Botswana Movement for Democracy’s court application, in which they were challenging their ejection from the Umbrella for Democratic Change (UDC), was this week dismissed with costs, a decision taken unanimously by a panel of three judges.

The much anticipated court verdict was dramatically delayed after the court staff printed the wrong version of judgment. The High Court upheld BMD’s expulsion by UDC before recognizing Botswana Congress Party (BCP), as a full member of the umbrella project. Since its acceptance in the UDC, BMD has never been at peace with BCP inclusion claiming that they (BCP), were out to grab their (BMD) constituencies and this was part of the politically charged court case.

The BMD argued that the UDC decisively ignored the constitution and failed to follow the right structures when expelling it. When countering the BMD argument, UDC said BMD was irrelevant by saying its expulsion was unconstitutional because the same constitution they interpreted clearly indicates that the constitution allows for restricting of the National Executive Committee (NEC) body.

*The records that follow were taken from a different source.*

//! `/settings/{user}/{scope}.json` and `/favorites/{user}.json` (§6, §4.5).

use crate::mediators::session_manager;
use crate::mediators::settings_store::{self, Locators, Scope, Writer};
use crate::mediators::subscription_engine;
use crate::web::auth::credentials_from_request;
use crate::web::{blocking, pooled_connection, AppState, WebResult};

use actix_web::{web, HttpRequest, HttpResponse};
use serde::{Deserialize, Serialize};
use serde_json::Value;
use std::collections::HashMap;

#[derive(Deserialize)]
pub struct LocatorQuery {
    device:  Option<String>,
    podcast: Option<String>,
    episode: Option<String>,
}

fn resolve_locators(
    conn: &mut diesel::pg::PgConnection,
    user_id: i64,
    q: &LocatorQuery,
) -> crate::errors::Result<Locators> {
    let device_id = match &q.device {
        Some(name) => subscription_engine::device_id_for_name(conn, user_id, name)?,
        None => None,
    };
    Ok(Locators {
        device_id,
        podcast_url: q.podcast.clone(),
        episode_url: q.episode.clone(),
    })
}

#[derive(Deserialize, Default)]
pub struct WriteBody {
    #[serde(default)]
    set:    HashMap<String, Value>,
    #[serde(default)]
    remove: Vec<String>,
}

/// `GET /settings/{user}/{scope}.json`: the current map for a scope,
/// resolved via the `device`/`podcast`/`episode` query locators appropriate
/// to that scope (§4.5's scope matrix).
pub async fn show(
    state: web::Data<AppState>,
    req: HttpRequest,
    path: web::Path<(String, String)>,
    query: web::Query<LocatorQuery>,
) -> WebResult<HttpResponse> {
    let (username, scope) = path.into_inner();
    let log = crate::middleware::log(&req, &state.log);
    let owned = credentials_from_request(&req, &username);
    let query = query.into_inner();

    let map = blocking(move || {
        let mut conn = pooled_connection(&state)?;
        let user_id =
            session_manager::authenticate(&log, &mut conn, state.user_store.as_ref(), &owned.as_credentials())?;

        let scope = Scope::from_str(&scope)?;
        let locators = resolve_locators(&mut conn, user_id, &query)?;
        locators.validate(scope)?;

        Ok(settings_store::read_map(&mut conn, user_id, scope, &locators)?)
    })
    .await?;

    Ok(HttpResponse::Ok().json(map))
}

/// `POST /settings/{user}/{scope}.json`: applies `{set, remove}` against
/// the locator resolved the same way as the GET, returning the resulting
/// full map (§4.5's write contract).
pub async fn post(
    state: web::Data<AppState>,
    req: HttpRequest,
    path: web::Path<(String, String)>,
    query: web::Query<LocatorQuery>,
    body: web::Json<WriteBody>,
) -> WebResult<HttpResponse> {
    let (username, scope) = path.into_inner();
    let log = crate::middleware::log(&req, &state.log);
    let owned = credentials_from_request(&req, &username);
    let query = query.into_inner();
    let body = body.into_inner();

    let map = blocking(move || {
        let mut conn = pooled_connection(&state)?;
        let user_id =
            session_manager::authenticate(&log, &mut conn, state.user_store.as_ref(), &owned.as_credentials())?;

        let scope = Scope::from_str(&scope)?;
        let locators = resolve_locators(&mut conn, user_id, &query)?;

        Writer {
            user_id,
            scope,
            locators,
            set: body.set,
            remove: body.remove,
        }
        .run(&log, &mut conn)
    })
    .await?;

    Ok(HttpResponse::Ok().json(map))
}

#[derive(Serialize)]
struct FavoriteEntry {
    podcast: String,
    episode: String,
}

/// `GET /favorites/{user}.json`: every episode with `is_favorite = true`
/// at `episode` scope (§4.5's derived "favorites" view).
pub async fn favorites(
    state: web::Data<AppState>,
    req: HttpRequest,
    path: web::Path<String>,
) -> WebResult<HttpResponse> {
    let username = path.into_inner();
    let log = crate::middleware::log(&req, &state.log);
    let owned = credentials_from_request(&req, &username);

    let entries = blocking(move || {
        let mut conn = pooled_connection(&state)?;
        let user_id =
            session_manager::authenticate(&log, &mut conn, state.user_store.as_ref(), &owned.as_credentials())?;

        let pairs = settings_store::favorites(&mut conn, user_id)?;
        Ok(pairs
            .into_iter()
            .map(|(podcast, episode)| FavoriteEntry { podcast, episode })
            .collect::<Vec<_>>())
    })
    .await?;

    Ok(HttpResponse::Ok().json(entries))
}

When passing a judgment, the Gaborone High Court quashed the BMD claim saying the party which is led by veteran lawyer Sidney Pilane, failed to produce a legal and credible case to convince the courts. A vividly jubilant UDC president Duma Boko, welcomed the judgment stating that, “when I speak about this matter I speak with potency and authority. I have fought this battle and I have all the scars of this battle!”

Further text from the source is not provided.